What is required – Reproduce the following material exactly, including every line.
(Provided entries Opens)
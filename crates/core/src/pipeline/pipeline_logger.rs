use std::collections::HashMap;
use std::time::Instant;

/// Cross-cutting logger for pipeline orchestration events.
///
/// Decouples use cases from specific output mechanisms so each caller can
/// observe pipeline behavior without changing the orchestration code.
pub trait PipelineLogger: Send {
    /// Record how long a named pipeline stage took.
    fn timing(&mut self, stage: &str, duration_ms: f64);

    /// Record a point-in-time metric (e.g. face count).
    fn metric(&mut self, name: &str, value: f64);

    /// Log a human-readable status message.
    fn info(&mut self, message: &str);

    /// Emit an end-of-run summary. Default: no-op.
    fn summary(&self) {}
}

/// Silent logger that discards all events.
pub struct NullPipelineLogger;

impl PipelineLogger for NullPipelineLogger {
    fn timing(&mut self, _stage: &str, _duration_ms: f64) {}
    fn metric(&mut self, _name: &str, _value: f64) {}
    fn info(&mut self, _message: &str) {}
}

/// Logger that accumulates per-stage timings and metrics and reports them
/// through the `log` crate.
pub struct LogPipelineLogger {
    timings: HashMap<String, Vec<f64>>,
    metrics: HashMap<String, Vec<f64>>,
    start_time: Instant,
    messages: Vec<String>,
}

impl LogPipelineLogger {
    pub fn new() -> Self {
        Self {
            timings: HashMap::new(),
            metrics: HashMap::new(),
            start_time: Instant::now(),
            messages: Vec::new(),
        }
    }

    /// Returns the formatted summary string, or `None` if no data recorded.
    pub fn summary_string(&self) -> Option<String> {
        if self.timings.is_empty() && self.metrics.is_empty() {
            return None;
        }

        let elapsed_ms = self.start_time.elapsed().as_secs_f64() * 1000.0;
        let mut lines = vec![format!("Pipeline summary ({elapsed_ms:.1}ms total):")];

        let mut stages: Vec<_> = self.timings.keys().collect();
        stages.sort();
        for stage in stages {
            let durations = &self.timings[stage];
            let total_ms: f64 = durations.iter().sum();
            lines.push(format!(
                "  {stage:10}: {calls:3} calls  total {total_ms:8.2}ms",
                calls = durations.len()
            ));
        }

        let mut metric_names: Vec<_> = self.metrics.keys().collect();
        metric_names.sort();
        for name in metric_names {
            let values = &self.metrics[name];
            let total: f64 = values.iter().sum();
            lines.push(format!("  {name}: {total}"));
        }

        Some(lines.join("\n"))
    }

    pub fn timings_for(&self, stage: &str) -> Option<&[f64]> {
        self.timings.get(stage).map(|v| v.as_slice())
    }

    pub fn metrics_for(&self, name: &str) -> Option<&[f64]> {
        self.metrics.get(name).map(|v| v.as_slice())
    }

    pub fn messages(&self) -> &[String] {
        &self.messages
    }
}

impl Default for LogPipelineLogger {
    fn default() -> Self {
        Self::new()
    }
}

impl PipelineLogger for LogPipelineLogger {
    fn timing(&mut self, stage: &str, duration_ms: f64) {
        self.timings
            .entry(stage.to_string())
            .or_default()
            .push(duration_ms);
    }

    fn metric(&mut self, name: &str, value: f64) {
        self.metrics
            .entry(name.to_string())
            .or_default()
            .push(value);
    }

    fn info(&mut self, message: &str) {
        self.messages.push(message.to_string());
        log::info!("{message}");
    }

    fn summary(&self) {
        if let Some(text) = self.summary_string() {
            log::info!("\n{text}");
        }
    }
}
use std::path::Path;

use crate::imaging::domain::image_reader::ImageReader;
use crate::imaging::domain::image_writer::ImageWriter;
use crate::pipeline::emojify_image_use_case::{EmojifyImageUseCase, EmojifyOutcome};
use crate::shared::error::EmojifyError;

/// Single-file pipeline: read → emojify → write.
///
/// The output is written even when no faces were found, in which case it
/// is a copy of the input.
pub struct EmojifyFileUseCase {
    reader: Box<dyn ImageReader>,
    writer: Box<dyn ImageWriter>,
    emojify: EmojifyImageUseCase,
}

impl EmojifyFileUseCase {
    pub fn new(
        reader: Box<dyn ImageReader>,
        writer: Box<dyn ImageWriter>,
        emojify: EmojifyImageUseCase,
    ) -> Self {
        Self {
            reader,
            writer,
            emojify,
        }
    }

    pub fn execute(
        &mut self,
        input_path: &Path,
        output_path: &Path,
    ) -> Result<EmojifyOutcome, EmojifyError> {
        let frame = self.reader.read(input_path)?;
        let outcome = self.emojify.process(&frame)?;
        self.writer.write(output_path, &outcome.image)?;
        Ok(outcome)
    }

    pub fn image_use_case(&self) -> &EmojifyImageUseCase {
        &self.emojify
    }
}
(Provided entries Closes)
Solution for this exercise –
filename crates/core/src/pipeline/pipeline_logger.rs
use std::collections::HashMap;
use std::time::Instant;

/// Cross-cutting logger for pipeline orchestration events.
///
/// Decouples use cases from specific output mechanisms so each caller can
/// observe pipeline behavior without changing the orchestration code.
pub trait PipelineLogger: Send {
    /// Record how long a named pipeline stage took.
    fn timing(&mut self, stage: &str, duration_ms: f64);

    /// Record a point-in-time metric (e.g. face count).
    fn metric(&mut self, name: &str, value: f64);

    /// Log a human-readable status message.
    fn info(&mut self, message: &str);

    /// Emit an end-of-run summary. Default: no-op.
    fn summary(&self) {}
}

/// Silent logger that discards all events.
pub struct NullPipelineLogger;

impl PipelineLogger for NullPipelineLogger {
    fn timing(&mut self, _stage: &str, _duration_ms: f64) {}
    fn metric(&mut self, _name: &str, _value: f64) {}
    fn info(&mut self, _message: &str) {}
}

/// Logger that accumulates per-stage timings and metrics and reports them
/// through the `log` crate.
pub struct LogPipelineLogger {
    timings: HashMap<String, Vec<f64>>,
    metrics: HashMap<String, Vec<f64>>,
    start_time: Instant,
    messages: Vec<String>,
}

impl LogPipelineLogger {
    pub fn new() -> Self {
        Self {
            timings: HashMap::new(),
            metrics: HashMap::new(),
            start_time: Instant::now(),
            messages: Vec::new(),
        }
    }

    /// Returns the formatted summary string, or `None` if no data recorded.
    pub fn summary_string(&self) -> Option<String> {
        if self.timings.is_empty() && self.metrics.is_empty() {
            return None;
        }

        let elapsed_ms = self.start_time.elapsed().as_secs_f64() * 1000.0;
        let mut lines = vec![format!("Pipeline summary ({elapsed_ms:.1}ms total):")];

        let mut stages: Vec<_> = self.timings.keys().collect();
        stages.sort();
        for stage in stages {
            let durations = &self.timings[stage];
            let total_ms: f64 = durations.iter().sum();
            lines.push(format!(
                "  {stage:10}: {calls:3} calls  total {total_ms:8.2}ms",
                calls = durations.len()
            ));
        }

        let mut metric_names: Vec<_> = self.metrics.keys().collect();
        metric_names.sort();
        for name in metric_names {
            let values = &self.metrics[name];
            let total: f64 = values.iter().sum();
            lines.push(format!("  {name}: {total}"));
        }

        Some(lines.join("\n"))
    }

    pub fn timings_for(&self, stage: &str) -> Option<&[f64]> {
        self.timings.get(stage).map(|v| v.as_slice())
    }

    pub fn metrics_for(&self, name: &str) -> Option<&[f64]> {
        self.metrics.get(name).map(|v| v.as_slice())
    }

    pub fn messages(&self) -> &[String] {
        &self.messages
    }
}

impl Default for LogPipelineLogger {
    fn default() -> Self {
        Self::new()
    }
}

impl PipelineLogger for LogPipelineLogger {
    fn timing(&mut self, stage: &str, duration_ms: f64) {
        self.timings
            .entry(stage.to_string())
            .or_default()
            .push(duration_ms);
    }

    fn metric(&mut self, name: &str, value: f64) {
        self.metrics
            .entry(name.to_string())
            .or_default()
            .push(value);
    }

    fn info(&mut self, message: &str) {
        self.messages.push(message.to_string());
        log::info!("{message}");
    }

    fn summary(&self) {
        if let Some(text) = self.summary_string() {
            log::info!("\n{text}");
        }
    }
}
use std::path::Path;

use crate::imaging::domain::image_reader::ImageReader;
use crate::imaging::domain::image_writer::ImageWriter;
use crate::pipeline::emojify_image_use_case::{EmojifyImageUseCase, EmojifyOutcome};
use crate::shared::error::EmojifyError;

/// Single-file pipeline: read → emojify → write.
///
/// The output is written even when no faces were found, in which case it
/// is a copy of the input.
pub struct EmojifyFileUseCase {
    reader: Box<dyn ImageReader>,
    writer: Box<dyn ImageWriter>,
    emojify: EmojifyImageUseCase,
}

impl EmojifyFileUseCase {
    pub fn new(
        reader: Box<dyn ImageReader>,
        writer: Box<dyn ImageWriter>,
        emojify: EmojifyImageUseCase,
    ) -> Self {
        Self {
            reader,
            writer,
            emojify,
        }
    }

    pub fn execute(
        &mut self,
        input_path: &Path,
        output_path: &Path,
    ) -> Result<EmojifyOutcome, EmojifyError> {
        let frame = self.reader.read(input_path)?;
        let outcome = self.emojify.process(&frame)?;
        self.writer.write(output_path, &outcome.image)?;
        Ok(outcome)
    }

    pub fn image_use_case(&self) -> &EmojifyImageUseCase {
        &self.emojify
    }
}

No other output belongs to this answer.